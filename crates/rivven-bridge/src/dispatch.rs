//! Outbound path: event request to broker envelope
//!
//! The routing layer picks the [`Encoding`]; the dispatcher validates the
//! request, transcodes the payload, sets the content type and hands the
//! [`Envelope`] to the broker. Broker-level failure is reported as
//! [`DispatchStatus::InternalError`], not as an error.

use crate::avro::{AvroEncoder, BinaryRecord};
use crate::broker::BrokerSender;
use crate::error::{BridgeError, BridgeResult, FieldViolation};
use crate::headers::{ContentTypeResolver, Headers, CONTENT_TYPE_ALIASES, CONTENT_TYPE_HEADER};
use crate::metrics::BridgeMetrics;
use crate::mime::MimeType;
use crate::registry::SchemaId;
use crate::resolver::SchemaResolver;
use serde::{Deserialize, Deserializer, Serialize};
use serde_json::Value as JsonValue;
use std::borrow::Cow;
use std::collections::BTreeMap;
use std::fmt;
use std::str::FromStr;
use std::sync::Arc;
use tracing::{info, warn};
use validator::{Validate, ValidationError, ValidationErrors};

/// Wire encoding selected by the caller
#[derive(Debug, Clone, Copy, PartialEq, Eq, Hash, Serialize, Deserialize)]
#[serde(rename_all = "lowercase")]
pub enum Encoding {
    Json,
    Avro,
}

impl Encoding {
    pub fn as_str(&self) -> &'static str {
        match self {
            Encoding::Json => "json",
            Encoding::Avro => "avro",
        }
    }
}

impl fmt::Display for Encoding {
    fn fmt(&self, f: &mut fmt::Formatter<'_>) -> fmt::Result {
        f.write_str(self.as_str())
    }
}

impl FromStr for Encoding {
    type Err = BridgeError;

    fn from_str(s: &str) -> Result<Self, Self::Err> {
        match s.to_ascii_lowercase().as_str() {
            "json" => Ok(Encoding::Json),
            "avro" => Ok(Encoding::Avro),
            other => Err(BridgeError::InvalidRequest(format!(
                "unknown encoding '{}'",
                other
            ))),
        }
    }
}

/// Event payload as submitted
///
/// On the JSON path every payload is published in its canonical JSON form,
/// so a string payload goes out quoted. On the Avro path a string payload
/// holds the record as JSON text.
#[derive(Debug, Clone, PartialEq, Default, Serialize, Deserialize)]
#[serde(from = "Option<JsonValue>", into = "Option<JsonValue>")]
pub enum Payload {
    #[default]
    Empty,
    Text(String),
    Json(JsonValue),
}

impl Payload {
    pub fn is_empty(&self) -> bool {
        match self {
            Payload::Empty => true,
            Payload::Text(text) => text.is_empty(),
            Payload::Json(_) => false,
        }
    }

    /// Canonical JSON text of the payload; empty when there is none
    pub fn to_json_bytes(&self) -> BridgeResult<Vec<u8>> {
        let rendered = match self {
            Payload::Empty => return Ok(Vec::new()),
            Payload::Text(text) => serde_json::to_vec(text),
            Payload::Json(value) => serde_json::to_vec(value),
        };
        rendered.map_err(|e| BridgeError::Encoding(e.to_string()))
    }
}

impl From<Option<JsonValue>> for Payload {
    fn from(value: Option<JsonValue>) -> Self {
        match value {
            None | Some(JsonValue::Null) => Payload::Empty,
            Some(JsonValue::String(text)) => Payload::Text(text),
            Some(other) => Payload::Json(other),
        }
    }
}

impl From<Payload> for Option<JsonValue> {
    fn from(payload: Payload) -> Self {
        match payload {
            Payload::Empty => None,
            Payload::Text(text) => Some(JsonValue::String(text)),
            Payload::Json(value) => Some(value),
        }
    }
}

/// An event submission
#[derive(Debug, Clone, Default, PartialEq, Serialize, Deserialize, Validate)]
#[serde(rename_all = "camelCase")]
pub struct EventRequest {
    /// Optional record key
    #[serde(default, skip_serializing_if = "Option::is_none")]
    pub id: Option<String>,

    #[serde(default)]
    #[validate(custom(function = "not_blank"))]
    pub topic: String,

    /// Logical schema name; required for Avro
    #[serde(default, skip_serializing_if = "Option::is_none")]
    pub avro_source: Option<String>,

    #[serde(default)]
    pub payload: Payload,

    #[serde(default, deserialize_with = "null_as_empty")]
    #[validate(custom(function = "headers_not_blank"))]
    pub headers: BTreeMap<String, String>,
}

const REQUEST_OBJECT: &str = "eventRequest";

impl EventRequest {
    pub fn new(topic: impl Into<String>) -> Self {
        Self {
            topic: topic.into(),
            ..Default::default()
        }
    }

    pub fn with_payload(mut self, payload: impl Into<Payload>) -> Self {
        self.payload = payload.into();
        self
    }

    pub fn with_avro_source(mut self, source: impl Into<String>) -> Self {
        self.avro_source = Some(source.into());
        self
    }

    pub fn with_header(mut self, key: impl Into<String>, value: impl Into<String>) -> Self {
        self.headers.insert(key.into(), value.into());
        self
    }

    pub fn with_id(mut self, id: impl Into<String>) -> Self {
        self.id = Some(id.into());
        self
    }

    /// Field validation plus the rules specific to `encoding`
    pub fn validate_for(&self, encoding: Encoding) -> BridgeResult<()> {
        let mut violations = match self.validate() {
            Ok(()) => Vec::new(),
            Err(errors) => violations(&errors),
        };

        if encoding == Encoding::Avro
            && self.avro_source.as_deref().map_or(true, |s| s.trim().is_empty())
        {
            violations.push(FieldViolation {
                object: REQUEST_OBJECT.to_string(),
                field: "avroSource".to_string(),
                rejected_value: self
                    .avro_source
                    .clone()
                    .map_or(JsonValue::Null, JsonValue::String),
                message: "must not be blank".to_string(),
            });
        }

        if violations.is_empty() {
            Ok(())
        } else {
            Err(BridgeError::Validation(violations))
        }
    }
}

impl From<JsonValue> for Payload {
    fn from(value: JsonValue) -> Self {
        Payload::from(Some(value))
    }
}

impl From<&str> for Payload {
    fn from(text: &str) -> Self {
        Payload::Text(text.to_string())
    }
}

fn null_as_empty<'de, D>(deserializer: D) -> Result<BTreeMap<String, String>, D::Error>
where
    D: Deserializer<'de>,
{
    Ok(Option::<BTreeMap<String, String>>::deserialize(deserializer)?.unwrap_or_default())
}

fn blank(value: &str) -> ValidationError {
    let mut error = ValidationError::new("blank").with_message(Cow::from("must not be blank"));
    error.add_param(Cow::from("value"), &value);
    error
}

fn not_blank(value: &str) -> Result<(), ValidationError> {
    if value.trim().is_empty() {
        return Err(blank(value));
    }
    Ok(())
}

fn headers_not_blank(headers: &BTreeMap<String, String>) -> Result<(), ValidationError> {
    for (key, value) in headers {
        if key.trim().is_empty() {
            return Err(blank(key));
        }
        if value.trim().is_empty() {
            return Err(blank(value));
        }
    }
    Ok(())
}

fn violations(errors: &ValidationErrors) -> Vec<FieldViolation> {
    let mut out: Vec<FieldViolation> = errors
        .field_errors()
        .into_iter()
        .flat_map(|(field, errors)| {
            errors.iter().map(move |error| FieldViolation {
                object: REQUEST_OBJECT.to_string(),
                field: field.to_string(),
                rejected_value: error
                    .params
                    .get("value")
                    .cloned()
                    .unwrap_or(JsonValue::Null),
                message: error
                    .message
                    .as_ref()
                    .map(|m| m.to_string())
                    .unwrap_or_else(|| error.code.to_string()),
            })
        })
        .collect();
    out.sort_by(|a, b| a.field.cmp(&b.field));
    out
}

/// Envelope body
#[derive(Debug, Clone, PartialEq)]
pub enum EnvelopeBody {
    Bytes(Vec<u8>),
    Avro {
        schema_id: SchemaId,
        record: BinaryRecord,
    },
}

impl EnvelopeBody {
    /// Bytes as they go on the wire
    pub fn to_bytes(&self) -> Vec<u8> {
        match self {
            EnvelopeBody::Bytes(bytes) => bytes.clone(),
            EnvelopeBody::Avro { schema_id, record } => record.to_wire(*schema_id),
        }
    }

    pub fn len(&self) -> usize {
        match self {
            EnvelopeBody::Bytes(bytes) => bytes.len(),
            EnvelopeBody::Avro { record, .. } => crate::avro::WIRE_HEADER_LEN + record.datum.len(),
        }
    }

    pub fn is_empty(&self) -> bool {
        self.len() == 0
    }
}

/// A message ready for the broker
#[derive(Debug, Clone, PartialEq)]
pub struct Envelope {
    pub topic: String,
    pub binding_hint: Option<String>,
    pub key: Option<String>,
    pub headers: Headers,
    pub body: EnvelopeBody,
}

impl Envelope {
    pub fn content_type(&self) -> BridgeResult<MimeType> {
        ContentTypeResolver::resolve(&self.headers)
    }
}

/// Outward result of a dispatch
#[derive(Debug, Clone, Copy, PartialEq, Eq)]
pub enum DispatchStatus {
    Accepted,
    InternalError,
}

impl DispatchStatus {
    pub fn http_status(&self) -> u16 {
        match self {
            DispatchStatus::Accepted => 202,
            DispatchStatus::InternalError => 500,
        }
    }
}

#[derive(Debug, Clone)]
pub struct DispatcherConfig {
    /// Replace a caller-supplied content type on the JSON path
    pub overwrite_content_type: bool,
    /// Content type stamped on Avro envelopes
    pub avro_content_type: MimeType,
    pub json_binding: Option<String>,
    pub avro_binding: Option<String>,
}

impl Default for DispatcherConfig {
    fn default() -> Self {
        Self {
            overwrite_content_type: true,
            avro_content_type: MimeType::application_avro_wildcard(),
            json_binding: None,
            avro_binding: None,
        }
    }
}

pub struct CodecDispatcher {
    resolver: Arc<SchemaResolver>,
    broker: Arc<dyn BrokerSender>,
    config: DispatcherConfig,
    metrics: Option<Arc<BridgeMetrics>>,
}

impl CodecDispatcher {
    pub fn new(
        resolver: Arc<SchemaResolver>,
        broker: Arc<dyn BrokerSender>,
        config: DispatcherConfig,
    ) -> Self {
        Self {
            resolver,
            broker,
            config,
            metrics: None,
        }
    }

    pub fn with_metrics(mut self, metrics: Arc<BridgeMetrics>) -> Self {
        self.metrics = Some(metrics);
        self
    }

    pub fn config(&self) -> &DispatcherConfig {
        &self.config
    }

    pub fn resolver(&self) -> &Arc<SchemaResolver> {
        &self.resolver
    }

    /// Build the envelope for `request` without publishing it
    pub async fn encode(&self, request: &EventRequest, encoding: Encoding) -> BridgeResult<Envelope> {
        request.validate_for(encoding)?;
        let mut headers = Headers::from(&request.headers);

        let (body, binding_hint) = match encoding {
            Encoding::Json => {
                if self.config.overwrite_content_type || !ContentTypeResolver::is_present(&headers) {
                    stamp_content_type(&mut headers, &MimeType::application_json());
                }
                (
                    EnvelopeBody::Bytes(request.payload.to_json_bytes()?),
                    self.config.json_binding.clone(),
                )
            }
            Encoding::Avro => {
                let source = request.avro_source.as_deref().unwrap_or_default();
                let reference = self.resolver.resolve_schema(source).await?;
                let record = match &request.payload {
                    Payload::Json(value) => AvroEncoder::encode_value(value, &reference.schema)?,
                    Payload::Text(text) => AvroEncoder::encode(text.as_bytes(), &reference.schema)?,
                    Payload::Empty => AvroEncoder::encode(&[], &reference.schema)?,
                };
                stamp_content_type(&mut headers, &self.config.avro_content_type);
                (
                    EnvelopeBody::Avro {
                        schema_id: reference.schema_id,
                        record,
                    },
                    self.config.avro_binding.clone(),
                )
            }
        };

        Ok(Envelope {
            topic: request.topic.clone(),
            binding_hint,
            key: request.id.clone(),
            headers,
            body,
        })
    }

    /// Encode and publish
    pub async fn dispatch(&self, request: &EventRequest, encoding: Encoding) -> BridgeResult<DispatchStatus> {
        let _timer = self
            .metrics
            .as_ref()
            .map(|m| m.start_timer(encoding.as_str()));

        // The envelope may keep a caller-supplied content type
        let prepared = self.encode(request, encoding).await.and_then(|envelope| {
            let content_type = envelope.content_type()?;
            Ok((envelope, content_type))
        });
        let (envelope, content_type) = match prepared {
            Ok(prepared) => prepared,
            Err(e) => {
                if let Some(metrics) = &self.metrics {
                    metrics.record_error(encoding.as_str(), e.kind());
                }
                return Err(e);
            }
        };
        let topic = envelope.topic.clone();
        let binding_hint = envelope.binding_hint.clone();

        let accepted = self
            .broker
            .send(&topic, binding_hint.as_deref(), envelope, &content_type)
            .await;

        if let Some(metrics) = &self.metrics {
            metrics.record_published(encoding.as_str(), accepted);
        }

        if accepted {
            info!(topic = %topic, encoding = %encoding, "Event published");
            Ok(DispatchStatus::Accepted)
        } else {
            warn!(topic = %topic, encoding = %encoding, "Broker rejected event");
            Ok(DispatchStatus::InternalError)
        }
    }
}

fn stamp_content_type(headers: &mut Headers, content_type: &MimeType) {
    for alias in CONTENT_TYPE_ALIASES {
        headers.remove(alias);
    }
    headers.set(CONTENT_TYPE_HEADER, content_type.to_string());
}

**********

• Problem description
Using the entries shown above, reproduce verbatim the lines from the line bearing "keep a caller-supplied content type" to the line bearing "let topic = envelope.topic.clone();", inclusive.

• Solution
        // The envelope may keep a caller-supplied content type
        let prepared = self.encode(request, encoding).await.and_then(|envelope| {
            let content_type = envelope.content_type()?;
            Ok((envelope, content_type))
        });
        let (envelope, content_type) = match prepared {
            Ok(prepared) => prepared,
            Err(e) => {
                if let Some(metrics) = &self.metrics {
                    metrics.record_error(encoding.as_str(), e.kind());
                }
                return Err(e);
            }
        };
        let topic = envelope.topic.clone();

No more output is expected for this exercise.